Poi, per carità, il fumettone c’è e meno male perché, come mi successe ai tempi di Capote, serve a un certo punto il colpo di pistola che ti risveglia dall’assopimento oppure sai che dormita! Messo da parte l’approccio poco zamarro di Kenneth Branagh che, si sa, è uno snob e nel suo Thor aveva preferito concentrarsi un po’ più sui dialoghi e sui confronti tra i personaggi piuttosto che sulle mazzate, è stato giustamente chiamato Alan Taylor che, invece, si è profuso in adrenaliniche scene zeppe di effetti speciali della madonna, scenografie grandiose con il ponte arcobaleno rifatto, botte da orbi, visioni virate in rosso, il finale con tanto di confini spaziali che si annullano consentendo così balzi continui da un universo all’altro con dovizia di vomitazio per la sottoscritta e, ovviamente, l’importante monumento/città distrutti per giustificare la presenza di un Eroe a proteggere l’umanità. Biondoooo! Biondoooooo!! Mi hai scassato mezza Londra, che il Signore ti camalli! Proteggiti Asgard che “hai mancato una colonna!”, ah-ha. E non dimentichiamo l’approccio maschilista di Branagh! In Thor: The Dark World invece le donne rialzano la testa e reclamano fiere il loro ruolo di protagoniste, con l’ex carta da parati Rene Russo che viene messa a tacere per la legge di The Walking Dead, Natalie Portman che piglia a schiaffi gli dei quando per la scemenza del personaggio, semmai, sarebbe lei quella da prendere a ceffoni, e Kat Dennings che acquista maggiore importanza grazie ad un comprimario ancora più sfigato e inutile di lei. Bello bello, come no.

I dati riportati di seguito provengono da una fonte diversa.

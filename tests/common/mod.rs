// Shared helpers for the overlay integration tests.
#![allow(dead_code)]

use geolis_overlay::geometry::IsValid;
use geolis_overlay::{Geometry, LinearRing, Polygon};

pub fn init_tracing() {
    let _ = tracing_subscriber::fmt()
        .with_env_filter(tracing_subscriber::EnvFilter::from_default_env())
        .with_test_writer()
        .try_init();
}

pub fn square(x0: f64, y0: f64, x1: f64, y1: f64) -> Geometry {
    Geometry::Polygon(Polygon::rectangle(x0, y0, x1, y1))
}

pub fn polygon(shell: &[(f64, f64)], holes: &[&[(f64, f64)]]) -> Geometry {
    Geometry::Polygon(Polygon::new(
        LinearRing::from_xy(shell),
        holes.iter().map(|h| LinearRing::from_xy(h)).collect(),
    ))
}

/// A small corpus of valid polygonal inputs used by the property tests.
pub fn polygon_corpus() -> Vec<Geometry> {
    vec![
        square(0.0, 0.0, 10.0, 10.0),
        square(5.0, 5.0, 15.0, 15.0),
        square(10.0, 0.0, 20.0, 10.0),
        polygon(
            &[(0.0, 0.0), (12.0, 0.0), (12.0, 12.0), (0.0, 12.0)],
            &[&[(3.0, 3.0), (3.0, 9.0), (9.0, 9.0), (9.0, 3.0)]],
        ),
        polygon(&[(-2.0, 4.0), (6.0, -3.0), (14.0, 6.0), (4.0, 13.0)], &[]),
        Geometry::MultiPolygon(vec![
            Polygon::rectangle(-5.0, -5.0, -1.0, -1.0),
            Polygon::rectangle(2.0, 2.0, 4.0, 4.0),
        ]),
    ]
}

pub fn assert_valid(g: &Geometry, label: &str) {
    if let Err(err) = IsValid::new(g).execute() {
        panic!("{label}: invalid result: {err}");
    }
}
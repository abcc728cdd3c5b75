use super::predicates::{orientation, Orientation};
use super::Point2;
use crate::geometry::Location;

/// Computes the signed area of a ring (shoelace formula).
///
/// Positive for counter-clockwise, negative for clockwise. The ring may be
/// given open or closed.
#[must_use]
pub fn signed_area_2d(points: &[Point2]) -> f64 {
    let n = points.len();
    if n < 3 {
        return 0.0;
    }
    let mut sum = 0.0;
    for i in 0..n {
        let j = (i + 1) % n;
        sum += points[i].x * points[j].y - points[j].x * points[i].y;
    }
    sum * 0.5
}

/// Locates `p` relative to a closed ring using ray crossing.
///
/// Points on a ring segment are [`Location::Boundary`]. All comparisons
/// are exact.
#[must_use]
pub fn locate_in_ring(p: &Point2, ring: &[Point2]) -> Location {
    let mut counter = RayCrossingCounter::new(*p);
    for w in ring.windows(2) {
        counter.count_segment(&w[0], &w[1]);
        if counter.on_segment {
            return Location::Boundary;
        }
    }
    counter.location()
}

/// Counts crossings of a horizontal ray from the test point towards +x.
#[derive(Debug)]
pub struct RayCrossingCounter {
    p: Point2,
    crossings: usize,
    on_segment: bool,
}

impl RayCrossingCounter {
    #[must_use]
    pub fn new(p: Point2) -> Self {
        Self {
            p,
            crossings: 0,
            on_segment: false,
        }
    }

    /// Counts one ring segment.
    pub fn count_segment(&mut self, p1: &Point2, p2: &Point2) {
        let p = self.p;
        // Entirely left of the test point.
        if p1.x < p.x && p2.x < p.x {
            return;
        }
        if p == *p2 {
            self.on_segment = true;
            return;
        }
        // Horizontal segment on the ray line.
        if p1.y == p.y && p2.y == p.y {
            let min_x = p1.x.min(p2.x);
            let max_x = p1.x.max(p2.x);
            if p.x >= min_x && p.x <= max_x {
                self.on_segment = true;
            }
            return;
        }
        // Half-open rule on y avoids double counting at vertices.
        if (p1.y > p.y && p2.y <= p.y) || (p2.y > p.y && p1.y <= p.y) {
            let mut orient = orientation(p1, p2, &p);
            if orient == Orientation::Collinear {
                self.on_segment = true;
                return;
            }
            if p2.y < p1.y {
                orient = match orient {
                    Orientation::Clockwise => Orientation::CounterClockwise,
                    _ => Orientation::Clockwise,
                };
            }
            if orient == Orientation::CounterClockwise {
                self.crossings += 1;
            }
        }
    }

    /// Returns `true` once the test point was found on a counted segment.
    #[must_use]
    pub fn is_on_segment(&self) -> bool {
        self.on_segment
    }

    #[must_use]
    pub fn location(&self) -> Location {
        if self.on_segment {
            Location::Boundary
        } else if self.crossings % 2 == 1 {
            Location::Interior
        } else {
            Location::Exterior
        }
    }
}

/// Rotates a closed ring (first == last) so it starts at the lowest-x
/// vertex, breaking ties by lowest y. The result is closed again.
#[must_use]
pub fn rotate_to_canonical_start(ring: &[Point2]) -> Vec<Point2> {
    if ring.len() < 2 {
        return ring.to_vec();
    }
    let open = &ring[..ring.len() - 1];
    let mut best = 0;
    for (i, pt) in open.iter().enumerate().skip(1) {
        let b = &open[best];
        if pt.x < b.x || (pt.x == b.x && pt.y < b.y) {
            best = i;
        }
    }
    let mut rotated = Vec::with_capacity(ring.len());
    rotated.extend_from_slice(&open[best..]);
    rotated.extend_from_slice(&open[..best]);
    rotated.push(open[best]);
    rotated
}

Ridatemi Scarlett Johansson, Branagh, Whedon e Robertino mio bello, che è meglio.

"Noruzza, ma che fine ha fatto Odino quindi?"
"Ma che ca**o me ne frega...."


Del regista James Gunn (che ha diretto solo la scena post credit e che aspetto al varco con quello che potrebbe essere un trashissimo, meraviglioso Guardians of the Galaxy!) ho già parlato qui. Chris Hemsworth (Thor), Natalie Portman (Jane Foster), Tom Hiddleston (Loki), Anthony Hopkins (Odino), Stellan Skarsgård (Erik Selvig), Idris Elba (Heimdall), Rene Russo (Frigga) Tadanobu Asano (Hogun), Alice Krige (Eir), Clive Russell (Tyr) e i non accreditati Benicio Del Toro (il Collezionista) e Chris Evans (Capitan America) li trovate invece ai rispettivi link.

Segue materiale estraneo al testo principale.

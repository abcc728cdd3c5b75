use std::cmp::Ordering;

use super::double_double::DoubleDouble;
use super::Point2;

/// Relative error bound below which the floating-point determinant is
/// re-evaluated in double-double arithmetic.
const DP_SAFE_EPSILON: f64 = 1e-15;

/// Orientation of a point relative to a directed line.
#[derive(Debug, Clone, Copy, PartialEq, Eq)]
pub enum Orientation {
    Clockwise,
    Collinear,
    CounterClockwise,
}

impl Orientation {
    fn from_signum(sign: i32) -> Self {
        match sign.cmp(&0) {
            Ordering::Greater => Self::CounterClockwise,
            Ordering::Less => Self::Clockwise,
            Ordering::Equal => Self::Collinear,
        }
    }

    fn from_f64(det: f64) -> Self {
        if det > 0.0 {
            Self::CounterClockwise
        } else if det < 0.0 {
            Self::Clockwise
        } else {
            Self::Collinear
        }
    }

    /// Returns `true` if both orientations are strictly on the same side.
    #[must_use]
    pub fn same_side(self, other: Self) -> bool {
        self != Self::Collinear && self == other
    }
}

/// Orientation of `q` relative to the directed line `p1 -> p2`.
///
/// Uses a fast floating-point filter and falls back to double-double
/// arithmetic when the determinant is too close to zero to trust.
#[must_use]
pub fn orientation(p1: &Point2, p2: &Point2, q: &Point2) -> Orientation {
    let det_left = (p1.x - q.x) * (p2.y - q.y);
    let det_right = (p1.y - q.y) * (p2.x - q.x);
    let det = det_left - det_right;

    let det_sum = if det_left > 0.0 {
        if det_right <= 0.0 {
            return Orientation::from_f64(det);
        }
        det_left + det_right
    } else if det_left < 0.0 {
        if det_right >= 0.0 {
            return Orientation::from_f64(det);
        }
        -det_left - det_right
    } else {
        return Orientation::from_f64(det);
    };

    let err_bound = DP_SAFE_EPSILON * det_sum;
    if det >= err_bound || -det >= err_bound {
        return Orientation::from_f64(det);
    }
    orientation_dd(p1, p2, q)
}

fn orientation_dd(p1: &Point2, p2: &Point2, q: &Point2) -> Orientation {
    let dx1 = DoubleDouble::diff(p2.x, p1.x);
    let dy1 = DoubleDouble::diff(p2.y, p1.y);
    let dx2 = DoubleDouble::diff(q.x, p2.x);
    let dy2 = DoubleDouble::diff(q.y, p2.y);
    let det = dx1 * dy2 - dy1 * dx2;
    Orientation::from_signum(det.signum())
}

/// Returns `true` if the ring (closed, first == last) is counter-clockwise.
///
/// Robust for rings with repeated points and flat stretches; degenerate
/// rings report `false`.
#[must_use]
pub fn is_ccw(ring: &[Point2]) -> bool {
    let n = ring.len().saturating_sub(1);
    if n < 3 {
        return false;
    }

    // Highest point; on ties the first one found.
    let mut hi = 0;
    for i in 1..n {
        if ring[i].y > ring[hi].y {
            hi = i;
        }
    }

    // Previous distinct point.
    let mut prev = hi;
    loop {
        prev = if prev == 0 { n - 1 } else { prev - 1 };
        if ring[prev] != ring[hi] || prev == hi {
            break;
        }
    }
    // Next distinct point.
    let mut next = hi;
    loop {
        next = (next + 1) % n;
        if ring[next] != ring[hi] || next == hi {
            break;
        }
    }

    if ring[prev] == ring[hi] || ring[next] == ring[hi] || ring[prev] == ring[next] {
        return false;
    }

    match orientation(&ring[prev], &ring[hi], &ring[next]) {
        Orientation::CounterClockwise => true,
        Orientation::Clockwise => false,
        // Flat top: the cap runs east-west, so compare x of the neighbours.
        Orientation::Collinear => ring[prev].x > ring[next].x,
    }
}

/// Quadrant of a direction vector, numbered counter-clockwise from the
/// positive x axis.
fn quadrant(dx: f64, dy: f64) -> u8 {
    match (dx >= 0.0, dy >= 0.0) {
        (true, true) => 0,
        (false, true) => 1,
        (false, false) => 2,
        (true, false) => 3,
    }
}

/// Compares the directions `origin -> a` and `origin -> b` by angle,
/// counter-clockwise from the positive x axis.
///
/// Collinear directions in the same quadrant compare equal.
#[must_use]
pub fn compare_direction(origin: &Point2, a: &Point2, b: &Point2) -> Ordering {
    let qa = quadrant(a.x - origin.x, a.y - origin.y);
    let qb = quadrant(b.x - origin.x, b.y - origin.y);
    match qa.cmp(&qb) {
        Ordering::Equal => {}
        ord => return ord,
    }
    match orientation(origin, b, a) {
        Orientation::CounterClockwise => Ordering::Greater,
        Orientation::Clockwise => Ordering::Less,
        Orientation::Collinear => Ordering::Equal,
    }
}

"Bolla ma quello alla fine era quello di Chuck?"
"Che è Chuck?"
"Ma sì dai è lui. Bolla, dimmi un po' come si chiama"
"Ma Zachary Levi dici?"
"No Bolla, quello di Chuck"
"..."

Alan Taylor è il regista della pellicola. Americano, ha diretto film come I vestiti nuovi dell'imperatore ed episodi delle serie Oz, Six Feet Under, Sex and the City, Lost, I Soprano e Il trono di spade. Anche produttore e sceneggiatore, ha 48 anni e un film in uscita, Terminator (!).

 
Christopher Eccleston interpreta Malekith. Inglese, ha partecipato a film come Piccoli omicidi tra amici, Elizabeth, eXistenZ, The Others, 28 giorni dopo e a serie come Doctor Who Heroes. Ha 49 anni e un film in uscita.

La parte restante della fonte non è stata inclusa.